■ Extracted data
■ ■ ■ ■

use crate::error::{Error, Result};
use crate::plutus::{FromPlutusData, PlutusData, ToPlutusData};

/// Redeemer of the auction validator. No variant carries fields: a bid's
/// amount travels in the value of the continuing output.
#[derive(Debug, Clone, Copy, PartialEq, Eq)]
pub enum AuctionAction {
    Start,
    Bid,
    Withdraw,
    End,
}

impl AuctionAction {
    pub fn start() -> Self {
        Self::Start
    }

    pub fn bid() -> Self {
        Self::Bid
    }

    pub fn withdraw() -> Self {
        Self::Withdraw
    }

    pub fn end() -> Self {
        Self::End
    }

    pub fn alternative(self) -> u64 {
        match self {
            Self::Start => 0,
            Self::Bid => 1,
            Self::Withdraw => 2,
            Self::End => 3,
        }
    }
}

impl ToPlutusData for AuctionAction {
    fn to_plutus_data(&self) -> PlutusData {
        PlutusData::unit(self.alternative())
    }
}

impl FromPlutusData for AuctionAction {
    fn from_plutus_data(data: &PlutusData) -> Result<Self> {
        match data.as_unit()? {
            0 => Ok(Self::Start),
            1 => Ok(Self::Bid),
            2 => Ok(Self::Withdraw),
            3 => Ok(Self::End),
            other => Err(Error::Encoding(format!("unknown auction action {other}"))),
        }
    }
}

■ ■ ■ ■

■ Work item
Work out how many lines in the data contain "Result" and state that number with nothing added.

■ Answer section
2